Single Channel Ground and Airborne Radio System (SINCGARS) is a VHF combat-net radio (CNR) used by U.S. and allied military forces. In the CNR network, the SINCGARS' primary role is voice transmission between surface and airborne command and control (C2) assets.

The SINCGARS family replaced the Vietnam War-era synthesized single frequency radios (AN/PRC-77 and AN/VRC-12), although it can work with them. The airborne AN/ARC-201 radio is phasing out the older tactical air-to-ground radios (AN/ARC-114 and AN/ARC-131).

The SINCGARS is designed on a modular basis to achieve maximum commonality among various ground, maritime, and airborne configurations. A common receiver/transmitter (RT) is used in the ground configurations. The modular design also reduces the burden on the logistics system to provide repair parts.

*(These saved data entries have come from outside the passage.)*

//! Parse pipeline
//!
//! Raw text goes through: empty check → strict parse → auto-fix retry →
//! syntax diagnostic extraction. A parse failure is always recoverable — the
//! caller gets a positioned diagnostic and keeps the raw text for manual
//! repair; nothing is discarded.

use once_cell::sync::Lazy;
use regex::Regex;
use serde_json::Value;
use tracing::debug;

use crate::autofix::auto_fix_json;
use crate::model::Document;
use crate::validate::{Diagnostic, Severity};

static POSITION_RE: Lazy<Regex> =
    Lazy::new(|| Regex::new(r"(?i)position\s+(\d+)").expect("valid regex"));

/// Outcome of a parse attempt
#[derive(Debug, Clone)]
pub struct ParseOutcome {
    /// The classified document, present when parsing (possibly after
    /// auto-fixing) succeeded
    pub document: Option<Document>,
    /// Syntax diagnostics: one error on failure, one info per applied fix on
    /// an auto-fixed success, empty on a clean parse
    pub diagnostics: Vec<Diagnostic>,
    /// True when the document only parsed after auto-fixing
    pub auto_fixed: bool,
    /// The repaired text, when auto-fixing produced the parseable version
    pub fixed_json: Option<String>,
    /// Number of auto-fixes applied
    pub fix_count: usize,
}

impl ParseOutcome {
    pub fn is_valid(&self) -> bool {
        self.document.is_some()
    }

    fn failure(diagnostic: Diagnostic) -> Self {
        ParseOutcome {
            document: None,
            diagnostics: vec![diagnostic],
            auto_fixed: false,
            fixed_json: None,
            fix_count: 0,
        }
    }
}

/// Parse raw text into a classified document, auto-fixing when the first
/// attempt fails.
pub fn parse_document(input: &str) -> ParseOutcome {
    if input.trim().is_empty() {
        return ParseOutcome::failure(Diagnostic::syntax(
            Severity::Error,
            "",
            "JSON input is empty",
        ));
    }

    let first_error = match serde_json::from_str::<Value>(input) {
        Ok(value) => {
            return ParseOutcome {
                document: Some(Document::classify(value)),
                diagnostics: Vec::new(),
                auto_fixed: false,
                fixed_json: None,
                fix_count: 0,
            }
        }
        Err(err) => err,
    };

    // Second attempt: repair, then re-parse
    let repair = auto_fix_json(input);
    if repair.fixed {
        if let Ok(value) = serde_json::from_str::<Value>(&repair.json) {
            debug!(fix_count = repair.fixes.len(), "parse succeeded after auto-fix");
            return ParseOutcome {
                document: Some(Document::classify(value)),
                diagnostics: repair
                    .fixes
                    .iter()
                    .map(|fix| {
                        Diagnostic::syntax(Severity::Info, "", format!("auto-fixed: {fix}"))
                    })
                    .collect(),
                auto_fixed: true,
                fix_count: repair.fixes.len(),
                fixed_json: Some(repair.json),
            };
        }
    }

    // Report the FIRST error against the original text, not the repaired one
    let message = render_parse_error(&first_error, input);
    ParseOutcome::failure(syntax_diagnostic(&message, input))
}

/// Build a positioned syntax diagnostic from a raw parse-failure message.
///
/// Extracts a decimal character offset from a `position <n>` fragment
/// (case-insensitive) and turns it into a 1-based line number plus a context
/// window of the two lines before through two lines after, each prefixed with
/// its line number. Messages without a position yield a bare diagnostic with
/// an empty path.
pub fn syntax_diagnostic(message: &str, input: &str) -> Diagnostic {
    let position = POSITION_RE
        .captures(message)
        .and_then(|caps| caps[1].parse::<usize>().ok());

    let Some(position) = position else {
        return Diagnostic::syntax(Severity::Error, "", message);
    };

    let prefix: String = input.chars().take(position).collect();
    let line = prefix.matches('\n').count() + 1;

    let all_lines: Vec<&str> = input.split('\n').collect();
    let start = line.saturating_sub(3);
    let end = (line + 2).min(all_lines.len());
    let context = all_lines[start..end]
        .iter()
        .enumerate()
        .map(|(i, text)| format!("{}: {}", start + i + 1, text))
        .collect::<Vec<_>>()
        .join("\n");

    let mut diagnostic = Diagnostic::syntax(Severity::Error, format!("Line {line}"), message);
    diagnostic.line = Some(line);
    diagnostic.suggestion = Some(format!("near the error location:\n{context}"));
    diagnostic
}

/// Render a serde_json error with an absolute `position <n>` suffix so the
/// offset-based extraction above applies to native errors the same way it
/// applies to messages from foreign tooling.
fn render_parse_error(error: &serde_json::Error, input: &str) -> String {
    match char_offset(input, error.line(), error.column()) {
        Some(position) => format!("{error} (position {position})"),
        None => error.to_string(),
    }
}

/// Character offset of a 1-based line/column pair. Returns None when the
/// error carries no position (line 0) or points past the text.
fn char_offset(input: &str, line: usize, column: usize) -> Option<usize> {
    if line == 0 {
        return None;
    }
    let mut offset = 0usize;
    for (idx, text) in input.split('\n').enumerate() {
        if idx + 1 == line {
            return Some(offset + column.min(text.chars().count()));
        }
        offset += text.chars().count() + 1;
    }
    None
}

The SINCGARS can operate in either the single-channel (SC) or frequency hopping (FH) mode, and stores both SC frequencies and FH loadsets. The system is compatible with all current U.S. and allied VHF-frequency modulation (FM) radios in the SC, nonsecure mode. The SINCGARS operates on any of 2320 channels between 30 and 88 megahertz (MHz) with a channel separation of 25 kilohertz (kHz). It accepts either digital or analog inputs and superimposes the signal onto a radio frequency (RF) carrier wave. In FH mode, the input changes frequency about 100 times per second over portions of the tactical VHF-FM range. These continual changes in frequency hinder threat interception and jamming units from locating or disrupting friendly communications. The SINCGARS provides data rates up to 16,000 bits per second. Enhanced data modes provide packet and RS-232 data. The enhanced data modes available with the System Improvement Program (SIP) and Advanced System Improvement Program (ASIP) radios also enable forward error correction (FEC), and increased speed, range, and accuracy of data transmissions.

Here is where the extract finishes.